Building for the web gives you unparalleled reach. Your web application is a click away and available on most every connected device—smartphone, tablet, laptop and desktop, TV, and more—regardless of the brand or the platform. To deliver the best experience you’ve built a responsive site that adapts the presentation and functionality for each form-factor, and now you’re running down your performance checklist to ensure that the application loads as quickly as possible: you’ve optimized your critical rendering path, you’ve compressed and cached your text resources, and now you’re looking at your image resources, which often account for majority of transferred bytes. Problem is, image optimization is hard:
- Determine the appropriate format (vector vs. raster)
- Determine the optimal encoding formats (jpeg, webp, etc.)
- Determine the right compression settings (lossy vs. lossless)
- Determine which metadata should be kept or stripped
- Make multiple variants of each for each display + DPR resolution
- …
- Account for user’s network type, speed, and preferences
Individually, these are well-understood problems. Collectively, they create a large optimization space that we (the developers) often overlook or neglect—“ain’t nobody got time fo that”. Humans do a poor job of exploring the same search space repetitively, especially when many steps are involved. Computers, on the other hand, excel at these types of tasks.

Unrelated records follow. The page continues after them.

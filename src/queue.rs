//! Bounded queue of idle entries

use std::sync::atomic::{AtomicBool, Ordering};

use crossbeam::queue::ArrayQueue;
use tracing::{debug, warn};

use crate::entry::Entry;
use crate::errors::{PoolError, PoolResult};

/// Idle entries waiting to be borrowed
///
/// The capacity is enforced here rather than on return: an entry that does
/// not fit is invalidated on the spot, so the number of idle resources never
/// exceeds the configured maximum.
pub struct IdleQueue<T> {
    entries: ArrayQueue<Entry<T>>,
    closed: AtomicBool,
}

impl<T> IdleQueue<T> {
    /// Create an empty queue holding at most `capacity` entries
    ///
    /// # Panics
    ///
    /// Panics if `capacity` is zero; [`PoolConfig::validate`](crate::PoolConfig::validate)
    /// rejects such configurations.
    pub fn new(capacity: usize) -> Self {
        Self {
            entries: ArrayQueue::new(capacity),
            closed: AtomicBool::new(false),
        }
    }

    /// Put an entry into the queue
    ///
    /// Returns `Ok(false)` when the entry is invalid, the queue is full or
    /// closed. In the last two cases the entry is invalidated before
    /// returning; disposal errors are logged, never returned.
    ///
    /// # Errors
    ///
    /// [`PoolError::InvalidArgument`] when `entry` is `None`.
    pub fn offer(&self, entry: Option<Entry<T>>) -> PoolResult<bool> {
        let entry = entry.ok_or(PoolError::InvalidArgument("entry is absent"))?;
        if !entry.is_valid() {
            return Ok(false);
        }
        if self.is_closed() {
            invalidate_quietly(&entry);
            return Ok(false);
        }

        match self.entries.push(entry) {
            Ok(()) => {
                if self.is_closed() {
                    // raced with close(); nothing may stay idle
                    self.drain_and_invalidate();
                    return Ok(false);
                }
                Ok(true)
            }
            Err(rejected) => {
                debug!(entry_id = rejected.id(), "idle queue full, disposing entry");
                invalidate_quietly(&rejected);
                Ok(false)
            }
        }
    }

    /// Take the oldest idle entry, if any
    pub fn poll(&self) -> Option<Entry<T>> {
        self.entries.pop()
    }

    /// Number of idle entries; only a snapshot under concurrent use
    pub fn len(&self) -> usize {
        self.entries.len()
    }

    pub fn is_empty(&self) -> bool {
        self.entries.is_empty()
    }

    pub fn capacity(&self) -> usize {
        self.entries.capacity()
    }

    /// How many entries are missing to reach `target` (capped at capacity)
    pub fn shortfall(&self, target: usize) -> usize {
        target.min(self.capacity()).saturating_sub(self.len())
    }

    /// Stop accepting entries and dispose the idle ones, returning how many were disposed
    pub fn close(&self) -> usize {
        self.closed.store(true, Ordering::SeqCst);
        self.drain_and_invalidate()
    }

    pub fn is_closed(&self) -> bool {
        self.closed.load(Ordering::SeqCst)
    }

    /// Remove and invalidate every idle entry, returning how many were removed
    pub fn drain_and_invalidate(&self) -> usize {
        let mut drained = 0;
        while let Some(entry) = self.entries.pop() {
            invalidate_quietly(&entry);
            drained += 1;
        }
        drained
    }
}

/// Invalidate an entry, logging instead of returning disposal errors
pub(crate) fn invalidate_quietly<T>(entry: &Entry<T>) {
    if let Err(e) = entry.invalidate() {
        warn!(entry_id = entry.id(), error = %e, "failed to invalidate pool entry");
    }
}

#[cfg(test)]
mod tests {
    use super::*;
    use crate::entry::testing::*;
    use std::sync::Arc;
    use std::thread;
    use std::time::Duration;

    #[test]
    fn test_offer_absent_entry() {
        let queue: IdleQueue<u32> = IdleQueue::new(1);
        assert!(matches!(
            queue.offer(None),
            Err(PoolError::InvalidArgument(_))
        ));
    }

    #[test]
    fn test_offer_valid_entry() {
        let queue = IdleQueue::new(1);
        let entry = plain_entry();

        assert!(queue.offer(Some(Arc::clone(&entry))).unwrap());
        assert!(entry.is_valid());
        assert_eq!(queue.len(), 1);
    }

    #[test]
    fn test_offer_invalid_entry() {
        let queue = IdleQueue::new(1);
        let entry = plain_entry();
        entry.invalidate().unwrap();

        assert!(!queue.offer(Some(entry)).unwrap());
        assert!(queue.is_empty());
    }

    #[test]
    fn test_offer_beyond_capacity() {
        let queue = IdleQueue::new(1);
        let first = plain_entry();
        let second = plain_entry();

        assert!(queue.offer(Some(Arc::clone(&first))).unwrap());
        assert!(!queue.offer(Some(Arc::clone(&second))).unwrap());

        assert!(first.is_valid());
        assert!(!second.is_valid());
        assert_eq!(queue.len(), 1);
        assert_eq!(queue.poll().unwrap().id(), first.id());
    }

    #[test]
    fn test_offer_beyond_capacity_with_failing_dispose() {
        let validator = Arc::new(SpyValidator::failing_dispose());
        let queue = IdleQueue::new(1);
        let first = entry_with(&validator);
        let second = entry_with(&validator);

        assert!(queue.offer(Some(Arc::clone(&first))).unwrap());
        assert!(!queue.offer(Some(Arc::clone(&second))).unwrap());

        assert!(first.is_valid());
        assert!(!second.is_valid());
        assert_eq!(validator.invalidate_calls(), 1);
    }

    #[test]
    fn test_poll_empty_and_non_empty() {
        let queue = IdleQueue::new(2);
        assert!(queue.poll().is_none());

        queue.offer(Some(plain_entry())).unwrap();
        assert!(queue.poll().is_some());
    }

    #[test]
    fn test_shortfall_capped_by_capacity() {
        let queue = IdleQueue::new(3);
        queue.offer(Some(plain_entry())).unwrap();

        assert_eq!(queue.shortfall(2), 1);
        assert_eq!(queue.shortfall(10), 2);
        assert_eq!(queue.shortfall(0), 0);
    }

    #[test]
    fn test_drain_invalidates_everything() {
        let queue = IdleQueue::new(3);
        let entries: Vec<_> = (0..3).map(|_| plain_entry()).collect();
        for entry in &entries {
            queue.offer(Some(Arc::clone(entry))).unwrap();
        }

        assert_eq!(queue.drain_and_invalidate(), 3);
        assert!(queue.is_empty());
        assert!(entries.iter().all(|e| !e.is_valid()));
    }

    #[test]
    fn test_closed_queue_disposes_offers() {
        let queue = IdleQueue::new(2);
        let idle = plain_entry();
        queue.offer(Some(Arc::clone(&idle))).unwrap();

        assert_eq!(queue.close(), 1);
        assert!(!idle.is_valid());

        let late = plain_entry();
        assert!(!queue.offer(Some(Arc::clone(&late))).unwrap());
        assert!(!late.is_valid());
        assert!(queue.is_empty());
    }

    #[test]
    fn test_concurrent_offer_poll() {
        let queue = Arc::new(IdleQueue::new(5));

        let handles: Vec<_> = (0..5)
            .map(|_| {
                let queue = Arc::clone(&queue);
                thread::spawn(move || {
                    for _ in 0..10 {
                        queue.offer(Some(plain_entry())).unwrap();
                        thread::sleep(Duration::from_millis(1));
                        if let Some(entry) = queue.poll() {
                            assert!(entry.is_valid());
                        }
                        assert!(queue.len() <= 5);
                    }
                })
            })
            .collect();
        for handle in handles {
            handle.join().unwrap();
        }

        assert!(queue.len() <= queue.capacity());
    }
}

The answer to a good and sustainable optimization strategy for images, and other resources with similar properties is simple: automation. If you’re hand-tuning your resources, you’re doing it wrong: you’ll forget, you’ll get lazy, or someone else will make these mistake for you—guaranteed.
The saga of the performance-conscious developer
The search through image optimization space has two distinct phases: build-time and run-time.

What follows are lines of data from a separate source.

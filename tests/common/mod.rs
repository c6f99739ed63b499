//! Common test utilities for esox_resourcepool
#![allow(dead_code)]

use std::sync::Arc;
use std::sync::atomic::{AtomicBool, AtomicUsize, Ordering};

use esox_resourcepool::{BoxError, CorePool, ObjectFactory, ObjectValidator, Pool, PoolConfig};

/// Pooled object recording whether it was disposed
#[derive(Debug, Default)]
pub struct SpyObject {
    pub serial: usize,
    pub disposed: AtomicBool,
}

/// Factory counting the objects it creates, optionally failing every call
#[derive(Default)]
pub struct SpyFactory {
    pub fail: AtomicBool,
    pub created: AtomicUsize,
}

impl SpyFactory {
    pub fn created(&self) -> usize {
        self.created.load(Ordering::SeqCst)
    }
}

impl ObjectFactory<SpyObject> for SpyFactory {
    fn create_instance(&self) -> Result<SpyObject, BoxError> {
        if self.fail.load(Ordering::SeqCst) {
            return Err("factory switched off".into());
        }
        let serial = self.created.fetch_add(1, Ordering::SeqCst);
        Ok(SpyObject {
            serial,
            ..SpyObject::default()
        })
    }
}

/// Validator counting its calls, optionally rejecting every object
#[derive(Default)]
pub struct SpyValidator {
    pub force_invalid: AtomicBool,
    pub validated: AtomicUsize,
    pub invalidated: AtomicUsize,
}

impl SpyValidator {
    pub fn rejecting() -> Self {
        let validator = Self::default();
        validator.force_invalid.store(true, Ordering::SeqCst);
        validator
    }

    pub fn validated(&self) -> usize {
        self.validated.load(Ordering::SeqCst)
    }

    pub fn invalidated(&self) -> usize {
        self.invalidated.load(Ordering::SeqCst)
    }
}

impl ObjectValidator<SpyObject> for SpyValidator {
    fn validate(&self, _object: &SpyObject) -> Result<bool, BoxError> {
        self.validated.fetch_add(1, Ordering::SeqCst);
        Ok(!self.force_invalid.load(Ordering::SeqCst))
    }

    fn invalidate(&self, object: &SpyObject) -> Result<(), BoxError> {
        self.invalidated.fetch_add(1, Ordering::SeqCst);
        object.disposed.store(true, Ordering::SeqCst);
        Ok(())
    }
}

/// Core pool wired to the given spies
pub fn spy_pool(
    config: PoolConfig,
    factory: &Arc<SpyFactory>,
    validator: &Arc<SpyValidator>,
) -> Arc<CorePool<SpyObject>> {
    let object_factory: Arc<dyn ObjectFactory<SpyObject>> = factory.clone();
    let object_validator: Arc<dyn ObjectValidator<SpyObject>> = validator.clone();
    Arc::new(CorePool::new(config, object_factory, object_validator).unwrap())
}

/// Borrow `count` new entries and return them, leaving them idle
pub fn warm_up<P: Pool<SpyObject> + ?Sized>(pool: &P, count: usize) {
    let entries: Vec<_> = (0..count)
        .map(|_| pool.borrow().unwrap().unwrap())
        .collect();
    for entry in entries {
        pool.return_entry(Some(entry)).unwrap();
    }
}
mod common;

use std::sync::Arc;
use std::sync::atomic::Ordering;
use std::thread;
use std::time::Duration;

use common::{SpyFactory, SpyObject, SpyValidator, spy_pool, warm_up};
use esox_resourcepool::{Pool, PoolConfig, PoolError, ValidatingPool, ValidationConfig};

fn ensure_config(min_idle: usize) -> PoolConfig {
    PoolConfig::new()
        .with_max_idle_entries(4)
        .with_min_idle_entries(min_idle)
        .with_ensure(2, Duration::from_millis(20))
}

#[test]
fn test_ensure_keeps_min_idle_under_load() {
    let factory = Arc::new(SpyFactory::default());
    let validator = Arc::new(SpyValidator::default());
    let pool = spy_pool(ensure_config(3), &factory, &validator);
    pool.schedule_ensure().unwrap();
    thread::sleep(Duration::from_millis(150));
    assert!(pool.idle_count() >= 3);

    let held: Vec<_> = (0..3).map(|_| pool.try_borrow_entry(false).unwrap().unwrap()).collect();
    thread::sleep(Duration::from_millis(150));

    assert!(pool.idle_count() >= 3);
    assert!(pool.idle_count() <= 4);
    drop(held);
}

#[test]
fn test_ensure_survives_factory_outage() {
    let factory = Arc::new(SpyFactory::default());
    let validator = Arc::new(SpyValidator::default());
    factory.fail.store(true, Ordering::SeqCst);
    let pool = spy_pool(ensure_config(2), &factory, &validator);

    pool.schedule_ensure().unwrap();
    thread::sleep(Duration::from_millis(100));
    assert_eq!(pool.idle_count(), 0);

    factory.fail.store(false, Ordering::SeqCst);
    thread::sleep(Duration::from_millis(150));
    assert!(pool.idle_count() >= 2);
}

#[test]
fn test_close_stops_ensure() {
    let factory = Arc::new(SpyFactory::default());
    let validator = Arc::new(SpyValidator::default());
    let pool = spy_pool(ensure_config(2), &factory, &validator);

    pool.schedule_ensure().unwrap();
    thread::sleep(Duration::from_millis(100));
    pool.close();
    thread::sleep(Duration::from_millis(50));

    let created = factory.created();
    thread::sleep(Duration::from_millis(100));
    assert_eq!(factory.created(), created);
    assert_eq!(pool.idle_count(), 0);
    assert!(matches!(pool.try_borrow(), Err(PoolError::Closed)));
}

fn swept_pool(
    validator: &Arc<SpyValidator>,
    max_age: Option<Duration>,
) -> ValidatingPool<SpyObject> {
    let factory = Arc::new(SpyFactory::default());
    let core: Arc<dyn Pool<SpyObject>> =
        spy_pool(PoolConfig::new().with_max_idle_entries(3), &factory, validator);
    let mut config = ValidationConfig::new().with_background_test(
        2,
        Duration::from_millis(30),
        Duration::from_millis(30),
    );
    config.max_age = max_age;
    ValidatingPool::new(core, config).unwrap()
}

#[test]
fn test_sweep_removes_broken_idle_entries() {
    let validator = Arc::new(SpyValidator::default());
    let pool = swept_pool(&validator, None);
    warm_up(&pool, 3);

    validator.force_invalid.store(true, Ordering::SeqCst);
    thread::sleep(Duration::from_millis(200));

    assert_eq!(pool.idle_count(), 0);
    assert_eq!(pool.available_permits(), 8);
    assert!(pool.metrics().validation_failures >= 3);
}

#[test]
fn test_sweep_keeps_healthy_entries_and_terminates() {
    let validator = Arc::new(SpyValidator::default());
    let pool = swept_pool(&validator, None);
    warm_up(&pool, 3);

    thread::sleep(Duration::from_millis(200));

    // several sweeps ran, each one lap over the three idle entries
    assert!(validator.validated() >= 6);
    assert_eq!(pool.idle_count(), 3);
    assert_eq!(pool.available_permits(), 8);
}

#[test]
fn test_sweep_expires_old_entries() {
    let validator = Arc::new(SpyValidator::default());
    let pool = swept_pool(&validator, Some(Duration::from_millis(50)));
    warm_up(&pool, 3);

    thread::sleep(Duration::from_millis(250));

    assert_eq!(pool.idle_count(), 0);
    assert_eq!(validator.invalidated(), 3);
    assert_eq!(pool.metrics().expired_entries, 3);
}

#[test]
fn test_sweep_runs_alongside_borrowers() {
    let validator = Arc::new(SpyValidator::default());
    let pool = Arc::new(swept_pool(&validator, None));
    warm_up(&*pool, 3);

    let handles: Vec<_> = (0..4)
        .map(|_| {
            let pool = Arc::clone(&pool);
            thread::spawn(move || {
                for _ in 0..50 {
                    if let Some(entry) = pool.borrow_entry(true, Duration::from_secs(2)).unwrap() {
                        thread::sleep(Duration::from_millis(1));
                        pool.return_entry(Some(entry)).unwrap();
                    }
                }
            })
        })
        .collect();
    for handle in handles {
        handle.join().unwrap();
    }
    thread::sleep(Duration::from_millis(100));

    assert_eq!(pool.available_permits(), 8);
    assert!(pool.idle_count() <= 3);
    assert_eq!(validator.invalidated(), 0);
}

- Some optimizations are intrinsic to the resource itself—e.g. selecting the appropriate format and encoding type, tuning compression settings for each encoder, stripping unnecessary metadata and so on. These steps can be performed at “build-time”.
- Other optimizations are determined by the type and properties of the client requesting it and must be performed at “run-time”: selecting the appropriate resource for client’s DPR and intended display width, accounting for client’s network speed, user and application preferences, and so on.
The build-time tooling exists but could be made better. For example, there are a lot of savings to be had by dynamically tuning the “quality” setting for each image and each image format, but I’m yet to see anyone actually use it outside of research. This is an area ripe for innovation, but for the purposes of this post I’ll leave it at that. Let’s focus on the run-time part of the story.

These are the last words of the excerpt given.